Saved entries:
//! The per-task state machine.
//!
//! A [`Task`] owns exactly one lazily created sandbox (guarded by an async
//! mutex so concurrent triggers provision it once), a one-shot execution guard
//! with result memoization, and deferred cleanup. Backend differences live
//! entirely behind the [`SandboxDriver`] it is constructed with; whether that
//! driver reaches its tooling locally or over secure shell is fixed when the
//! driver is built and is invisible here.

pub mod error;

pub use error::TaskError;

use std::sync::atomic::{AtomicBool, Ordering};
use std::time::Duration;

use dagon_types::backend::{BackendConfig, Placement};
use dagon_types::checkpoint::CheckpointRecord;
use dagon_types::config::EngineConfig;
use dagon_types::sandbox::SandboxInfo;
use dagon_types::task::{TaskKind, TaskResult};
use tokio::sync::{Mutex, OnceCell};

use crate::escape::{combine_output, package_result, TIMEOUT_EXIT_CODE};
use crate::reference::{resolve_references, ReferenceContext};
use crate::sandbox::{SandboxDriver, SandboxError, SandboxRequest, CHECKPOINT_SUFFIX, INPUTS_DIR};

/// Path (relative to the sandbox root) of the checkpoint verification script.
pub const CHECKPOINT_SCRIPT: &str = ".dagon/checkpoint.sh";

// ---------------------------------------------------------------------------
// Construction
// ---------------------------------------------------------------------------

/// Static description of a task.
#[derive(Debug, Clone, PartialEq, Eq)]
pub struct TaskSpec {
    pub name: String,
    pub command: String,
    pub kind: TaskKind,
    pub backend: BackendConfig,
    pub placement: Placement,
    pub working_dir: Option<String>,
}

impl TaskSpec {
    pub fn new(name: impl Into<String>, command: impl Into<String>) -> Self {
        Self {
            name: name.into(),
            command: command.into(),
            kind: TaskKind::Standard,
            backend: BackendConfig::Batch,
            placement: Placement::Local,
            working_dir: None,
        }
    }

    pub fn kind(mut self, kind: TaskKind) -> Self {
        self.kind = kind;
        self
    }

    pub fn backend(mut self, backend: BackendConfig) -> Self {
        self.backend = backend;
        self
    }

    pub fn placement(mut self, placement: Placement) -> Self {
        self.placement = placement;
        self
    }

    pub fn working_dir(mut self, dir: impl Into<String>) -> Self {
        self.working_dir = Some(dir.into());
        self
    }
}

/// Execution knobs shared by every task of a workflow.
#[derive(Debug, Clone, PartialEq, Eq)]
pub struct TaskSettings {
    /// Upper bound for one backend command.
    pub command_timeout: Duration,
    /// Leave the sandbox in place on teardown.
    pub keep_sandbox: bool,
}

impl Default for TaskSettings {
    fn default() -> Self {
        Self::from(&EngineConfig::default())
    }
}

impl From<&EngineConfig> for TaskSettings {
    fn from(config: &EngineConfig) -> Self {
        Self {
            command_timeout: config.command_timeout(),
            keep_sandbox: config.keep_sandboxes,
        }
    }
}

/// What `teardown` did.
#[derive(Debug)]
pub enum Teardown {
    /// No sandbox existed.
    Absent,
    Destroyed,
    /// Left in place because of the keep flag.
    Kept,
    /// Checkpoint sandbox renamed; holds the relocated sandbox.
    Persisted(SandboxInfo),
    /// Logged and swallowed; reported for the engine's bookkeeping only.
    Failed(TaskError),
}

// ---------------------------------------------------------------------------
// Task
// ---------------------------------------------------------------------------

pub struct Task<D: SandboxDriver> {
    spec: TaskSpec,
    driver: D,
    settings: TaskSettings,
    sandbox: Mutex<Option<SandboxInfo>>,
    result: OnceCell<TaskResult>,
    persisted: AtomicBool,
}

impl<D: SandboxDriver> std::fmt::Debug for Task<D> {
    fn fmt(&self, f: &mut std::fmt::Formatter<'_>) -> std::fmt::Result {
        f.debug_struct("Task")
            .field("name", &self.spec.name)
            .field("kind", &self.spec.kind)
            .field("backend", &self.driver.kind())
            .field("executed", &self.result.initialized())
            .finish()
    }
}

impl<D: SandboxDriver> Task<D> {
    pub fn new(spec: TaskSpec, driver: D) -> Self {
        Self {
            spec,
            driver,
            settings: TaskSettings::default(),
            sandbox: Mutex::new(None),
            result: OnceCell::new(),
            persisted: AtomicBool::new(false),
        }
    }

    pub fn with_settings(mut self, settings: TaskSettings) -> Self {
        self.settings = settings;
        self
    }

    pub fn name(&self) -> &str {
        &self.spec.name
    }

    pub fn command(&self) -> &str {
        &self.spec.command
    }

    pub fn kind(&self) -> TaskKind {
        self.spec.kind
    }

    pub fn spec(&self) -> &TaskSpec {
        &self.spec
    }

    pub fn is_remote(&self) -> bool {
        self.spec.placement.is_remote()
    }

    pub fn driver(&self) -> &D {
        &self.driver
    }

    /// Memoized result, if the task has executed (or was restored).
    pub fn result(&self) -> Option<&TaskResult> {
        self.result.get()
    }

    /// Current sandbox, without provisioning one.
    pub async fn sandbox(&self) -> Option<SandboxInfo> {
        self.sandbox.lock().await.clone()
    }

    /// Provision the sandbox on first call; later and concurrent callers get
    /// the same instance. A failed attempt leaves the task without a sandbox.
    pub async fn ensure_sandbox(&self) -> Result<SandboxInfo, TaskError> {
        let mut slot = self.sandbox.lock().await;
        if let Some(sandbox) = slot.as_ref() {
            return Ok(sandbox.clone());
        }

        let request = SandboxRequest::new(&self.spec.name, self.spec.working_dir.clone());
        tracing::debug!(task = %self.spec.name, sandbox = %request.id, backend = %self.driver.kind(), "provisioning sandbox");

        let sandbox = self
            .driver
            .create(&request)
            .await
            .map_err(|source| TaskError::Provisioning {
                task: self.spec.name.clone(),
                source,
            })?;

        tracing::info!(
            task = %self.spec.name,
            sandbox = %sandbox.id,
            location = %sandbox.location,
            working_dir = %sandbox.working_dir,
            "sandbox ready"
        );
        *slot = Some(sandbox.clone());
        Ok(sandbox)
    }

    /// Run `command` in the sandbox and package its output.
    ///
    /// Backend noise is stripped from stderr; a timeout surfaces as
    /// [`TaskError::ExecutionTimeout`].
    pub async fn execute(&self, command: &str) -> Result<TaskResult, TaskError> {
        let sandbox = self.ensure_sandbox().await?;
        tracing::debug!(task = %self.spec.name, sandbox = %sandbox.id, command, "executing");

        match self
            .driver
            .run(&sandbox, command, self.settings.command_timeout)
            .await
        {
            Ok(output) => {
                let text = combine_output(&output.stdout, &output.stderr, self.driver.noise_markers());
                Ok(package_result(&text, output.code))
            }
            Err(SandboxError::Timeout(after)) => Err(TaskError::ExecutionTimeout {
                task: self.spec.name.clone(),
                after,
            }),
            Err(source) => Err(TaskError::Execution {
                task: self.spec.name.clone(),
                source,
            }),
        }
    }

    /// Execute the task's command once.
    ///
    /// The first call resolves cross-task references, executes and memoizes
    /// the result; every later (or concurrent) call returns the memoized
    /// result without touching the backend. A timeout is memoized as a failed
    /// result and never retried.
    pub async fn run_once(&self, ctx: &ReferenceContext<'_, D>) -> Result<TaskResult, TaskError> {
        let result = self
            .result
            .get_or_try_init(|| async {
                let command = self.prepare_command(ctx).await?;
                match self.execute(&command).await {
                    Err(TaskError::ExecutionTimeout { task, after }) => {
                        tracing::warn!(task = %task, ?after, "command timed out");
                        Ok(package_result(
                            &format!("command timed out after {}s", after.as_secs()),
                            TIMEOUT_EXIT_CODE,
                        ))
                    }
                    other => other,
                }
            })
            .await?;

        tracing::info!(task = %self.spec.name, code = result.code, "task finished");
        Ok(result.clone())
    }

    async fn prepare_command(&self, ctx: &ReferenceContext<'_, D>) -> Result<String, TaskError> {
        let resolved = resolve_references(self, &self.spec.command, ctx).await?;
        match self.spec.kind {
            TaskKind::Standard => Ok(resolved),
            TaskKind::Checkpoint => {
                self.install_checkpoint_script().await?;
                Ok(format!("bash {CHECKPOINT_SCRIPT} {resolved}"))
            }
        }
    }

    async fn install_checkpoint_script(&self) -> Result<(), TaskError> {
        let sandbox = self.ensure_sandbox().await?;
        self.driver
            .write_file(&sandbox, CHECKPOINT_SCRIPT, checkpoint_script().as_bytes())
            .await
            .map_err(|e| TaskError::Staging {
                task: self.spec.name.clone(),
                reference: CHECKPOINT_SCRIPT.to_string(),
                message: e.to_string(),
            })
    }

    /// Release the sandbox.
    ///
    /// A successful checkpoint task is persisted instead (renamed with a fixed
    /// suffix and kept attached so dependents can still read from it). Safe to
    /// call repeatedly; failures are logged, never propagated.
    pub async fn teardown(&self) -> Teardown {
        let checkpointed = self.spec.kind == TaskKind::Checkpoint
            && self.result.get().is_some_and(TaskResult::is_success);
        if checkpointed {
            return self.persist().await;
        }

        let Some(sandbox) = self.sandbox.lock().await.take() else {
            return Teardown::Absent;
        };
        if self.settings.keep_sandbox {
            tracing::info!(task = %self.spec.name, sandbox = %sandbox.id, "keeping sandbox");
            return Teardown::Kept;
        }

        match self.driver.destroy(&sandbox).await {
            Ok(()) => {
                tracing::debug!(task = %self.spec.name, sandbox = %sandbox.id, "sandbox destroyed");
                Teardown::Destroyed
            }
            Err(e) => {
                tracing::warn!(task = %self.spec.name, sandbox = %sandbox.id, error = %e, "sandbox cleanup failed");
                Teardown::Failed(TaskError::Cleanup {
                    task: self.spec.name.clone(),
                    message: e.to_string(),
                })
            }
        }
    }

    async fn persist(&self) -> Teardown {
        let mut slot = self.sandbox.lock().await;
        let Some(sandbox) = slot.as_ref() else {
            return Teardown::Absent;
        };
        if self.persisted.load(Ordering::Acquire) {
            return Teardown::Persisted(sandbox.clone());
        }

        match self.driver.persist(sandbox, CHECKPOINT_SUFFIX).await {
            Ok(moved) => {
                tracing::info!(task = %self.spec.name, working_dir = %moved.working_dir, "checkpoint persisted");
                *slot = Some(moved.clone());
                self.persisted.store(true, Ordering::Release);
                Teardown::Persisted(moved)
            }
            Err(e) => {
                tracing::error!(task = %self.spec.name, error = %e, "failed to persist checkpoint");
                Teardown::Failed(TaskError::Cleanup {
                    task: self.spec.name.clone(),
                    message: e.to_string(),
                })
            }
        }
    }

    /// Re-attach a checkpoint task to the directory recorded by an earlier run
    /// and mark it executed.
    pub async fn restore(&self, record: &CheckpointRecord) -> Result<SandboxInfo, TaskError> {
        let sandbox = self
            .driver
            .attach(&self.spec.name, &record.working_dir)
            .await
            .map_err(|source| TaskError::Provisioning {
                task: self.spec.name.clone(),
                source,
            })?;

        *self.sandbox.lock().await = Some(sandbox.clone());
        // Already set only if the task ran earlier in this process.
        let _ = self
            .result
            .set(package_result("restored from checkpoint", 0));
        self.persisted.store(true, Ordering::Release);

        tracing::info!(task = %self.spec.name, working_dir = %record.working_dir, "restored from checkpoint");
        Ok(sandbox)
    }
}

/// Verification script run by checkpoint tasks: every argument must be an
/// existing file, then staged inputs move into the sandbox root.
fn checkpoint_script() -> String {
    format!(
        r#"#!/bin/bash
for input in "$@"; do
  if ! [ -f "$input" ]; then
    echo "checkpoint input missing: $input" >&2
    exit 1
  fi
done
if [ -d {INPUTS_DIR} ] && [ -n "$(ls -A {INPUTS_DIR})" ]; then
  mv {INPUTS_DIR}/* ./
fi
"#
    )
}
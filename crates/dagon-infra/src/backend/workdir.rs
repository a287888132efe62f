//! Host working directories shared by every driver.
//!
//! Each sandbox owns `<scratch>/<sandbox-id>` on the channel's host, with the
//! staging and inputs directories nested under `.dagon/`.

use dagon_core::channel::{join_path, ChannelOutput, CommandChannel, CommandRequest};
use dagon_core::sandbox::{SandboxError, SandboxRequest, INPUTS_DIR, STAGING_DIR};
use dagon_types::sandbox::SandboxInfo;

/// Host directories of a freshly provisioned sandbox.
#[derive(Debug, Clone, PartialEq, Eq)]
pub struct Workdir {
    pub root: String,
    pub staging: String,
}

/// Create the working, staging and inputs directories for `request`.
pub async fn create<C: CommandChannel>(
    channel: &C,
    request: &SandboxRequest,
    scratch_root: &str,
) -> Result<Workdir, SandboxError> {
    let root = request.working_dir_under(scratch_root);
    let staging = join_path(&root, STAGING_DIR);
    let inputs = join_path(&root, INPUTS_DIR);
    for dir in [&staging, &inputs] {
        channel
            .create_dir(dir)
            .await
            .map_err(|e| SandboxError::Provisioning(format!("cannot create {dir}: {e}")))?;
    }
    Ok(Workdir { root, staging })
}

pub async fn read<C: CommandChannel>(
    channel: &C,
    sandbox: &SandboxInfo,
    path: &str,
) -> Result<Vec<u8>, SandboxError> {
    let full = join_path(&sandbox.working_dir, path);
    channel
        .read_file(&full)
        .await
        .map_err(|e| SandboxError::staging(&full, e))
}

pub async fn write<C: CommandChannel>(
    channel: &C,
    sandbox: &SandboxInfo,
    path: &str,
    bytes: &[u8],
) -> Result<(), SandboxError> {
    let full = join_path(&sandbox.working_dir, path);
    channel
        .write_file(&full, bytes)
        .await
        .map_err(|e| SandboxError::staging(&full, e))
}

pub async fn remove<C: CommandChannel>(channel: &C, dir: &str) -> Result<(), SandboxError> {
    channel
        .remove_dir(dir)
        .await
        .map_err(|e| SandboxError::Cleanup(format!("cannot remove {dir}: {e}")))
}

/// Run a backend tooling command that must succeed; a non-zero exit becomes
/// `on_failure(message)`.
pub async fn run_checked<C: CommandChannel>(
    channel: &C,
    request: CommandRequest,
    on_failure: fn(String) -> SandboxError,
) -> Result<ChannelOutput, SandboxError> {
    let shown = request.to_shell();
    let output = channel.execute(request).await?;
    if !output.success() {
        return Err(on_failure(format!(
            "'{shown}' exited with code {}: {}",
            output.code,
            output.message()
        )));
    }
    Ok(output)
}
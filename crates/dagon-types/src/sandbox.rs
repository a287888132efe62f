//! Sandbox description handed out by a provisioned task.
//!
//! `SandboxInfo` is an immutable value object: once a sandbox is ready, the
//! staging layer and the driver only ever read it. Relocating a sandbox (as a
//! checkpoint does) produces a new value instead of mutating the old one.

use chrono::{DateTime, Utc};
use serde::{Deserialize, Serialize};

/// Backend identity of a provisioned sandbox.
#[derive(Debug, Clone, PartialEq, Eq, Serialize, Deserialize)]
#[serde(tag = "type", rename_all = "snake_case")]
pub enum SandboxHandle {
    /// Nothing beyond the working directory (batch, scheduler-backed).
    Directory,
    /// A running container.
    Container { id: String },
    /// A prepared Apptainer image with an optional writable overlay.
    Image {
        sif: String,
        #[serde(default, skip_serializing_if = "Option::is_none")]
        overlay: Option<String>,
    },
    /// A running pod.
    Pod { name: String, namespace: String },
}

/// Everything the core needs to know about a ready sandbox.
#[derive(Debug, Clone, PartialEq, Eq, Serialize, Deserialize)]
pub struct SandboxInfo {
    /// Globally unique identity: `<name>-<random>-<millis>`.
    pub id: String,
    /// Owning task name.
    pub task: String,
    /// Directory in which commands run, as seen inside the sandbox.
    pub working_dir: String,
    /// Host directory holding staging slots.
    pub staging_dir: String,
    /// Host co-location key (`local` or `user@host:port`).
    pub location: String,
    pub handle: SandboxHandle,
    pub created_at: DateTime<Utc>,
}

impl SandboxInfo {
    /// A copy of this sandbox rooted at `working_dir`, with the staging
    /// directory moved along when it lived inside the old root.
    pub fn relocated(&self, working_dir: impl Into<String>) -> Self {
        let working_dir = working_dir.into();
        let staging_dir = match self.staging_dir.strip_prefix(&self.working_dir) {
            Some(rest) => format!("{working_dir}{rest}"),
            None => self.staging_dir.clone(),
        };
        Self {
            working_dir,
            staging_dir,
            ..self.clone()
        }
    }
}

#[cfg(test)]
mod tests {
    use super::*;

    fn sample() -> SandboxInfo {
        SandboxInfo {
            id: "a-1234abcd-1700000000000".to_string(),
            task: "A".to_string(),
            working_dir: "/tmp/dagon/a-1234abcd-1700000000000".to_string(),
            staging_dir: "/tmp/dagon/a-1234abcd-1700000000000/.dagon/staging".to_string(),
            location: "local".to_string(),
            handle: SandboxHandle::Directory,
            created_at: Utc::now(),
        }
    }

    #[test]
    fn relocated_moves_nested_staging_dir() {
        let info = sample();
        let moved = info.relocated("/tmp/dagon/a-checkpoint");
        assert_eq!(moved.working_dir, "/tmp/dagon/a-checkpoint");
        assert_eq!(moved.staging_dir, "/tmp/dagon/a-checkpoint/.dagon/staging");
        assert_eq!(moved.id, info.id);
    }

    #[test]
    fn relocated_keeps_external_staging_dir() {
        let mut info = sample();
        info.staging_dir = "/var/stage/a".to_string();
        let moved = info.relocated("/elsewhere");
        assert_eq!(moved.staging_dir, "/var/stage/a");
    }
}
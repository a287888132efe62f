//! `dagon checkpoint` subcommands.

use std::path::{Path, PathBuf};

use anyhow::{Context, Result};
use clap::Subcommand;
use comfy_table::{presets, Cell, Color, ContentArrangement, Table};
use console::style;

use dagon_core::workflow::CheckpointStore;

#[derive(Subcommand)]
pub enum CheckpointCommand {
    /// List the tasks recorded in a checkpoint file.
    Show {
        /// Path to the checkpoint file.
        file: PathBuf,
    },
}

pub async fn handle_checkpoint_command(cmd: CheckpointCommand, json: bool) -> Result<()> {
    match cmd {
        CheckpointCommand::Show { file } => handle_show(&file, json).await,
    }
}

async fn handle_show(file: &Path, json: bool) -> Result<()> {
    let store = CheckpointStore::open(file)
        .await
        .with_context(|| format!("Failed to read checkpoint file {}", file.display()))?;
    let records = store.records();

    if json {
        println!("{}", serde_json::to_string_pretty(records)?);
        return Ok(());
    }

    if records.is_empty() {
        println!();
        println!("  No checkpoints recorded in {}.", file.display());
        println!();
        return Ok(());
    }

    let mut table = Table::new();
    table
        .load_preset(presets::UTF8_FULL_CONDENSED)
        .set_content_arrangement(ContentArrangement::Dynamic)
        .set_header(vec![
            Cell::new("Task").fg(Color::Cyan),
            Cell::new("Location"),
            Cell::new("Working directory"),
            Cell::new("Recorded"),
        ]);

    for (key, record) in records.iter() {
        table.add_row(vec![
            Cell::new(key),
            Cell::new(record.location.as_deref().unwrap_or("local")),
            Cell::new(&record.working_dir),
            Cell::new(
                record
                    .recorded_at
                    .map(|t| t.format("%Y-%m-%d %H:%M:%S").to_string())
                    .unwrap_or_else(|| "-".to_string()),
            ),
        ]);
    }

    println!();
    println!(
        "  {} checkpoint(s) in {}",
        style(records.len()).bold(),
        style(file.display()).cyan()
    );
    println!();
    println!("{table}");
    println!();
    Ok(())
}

__Task statement__
Please print exactly what appears from the first line of the data through the line with "use dagon_types::config::EngineConfig;", including both of those lines and nothing past them.

__Worked solution__
//! The per-task state machine.
//!
//! A [`Task`] owns exactly one lazily created sandbox (guarded by an async
//! mutex so concurrent triggers provision it once), a one-shot execution guard
//! with result memoization, and deferred cleanup. Backend differences live
//! entirely behind the [`SandboxDriver`] it is constructed with; whether that
//! driver reaches its tooling locally or over secure shell is fixed when the
//! driver is built and is invisible here.

pub mod error;

pub use error::TaskError;

use std::sync::atomic::{AtomicBool, Ordering};
use std::time::Duration;

use dagon_types::backend::{BackendConfig, Placement};
use dagon_types::checkpoint::CheckpointRecord;
use dagon_types::config::EngineConfig;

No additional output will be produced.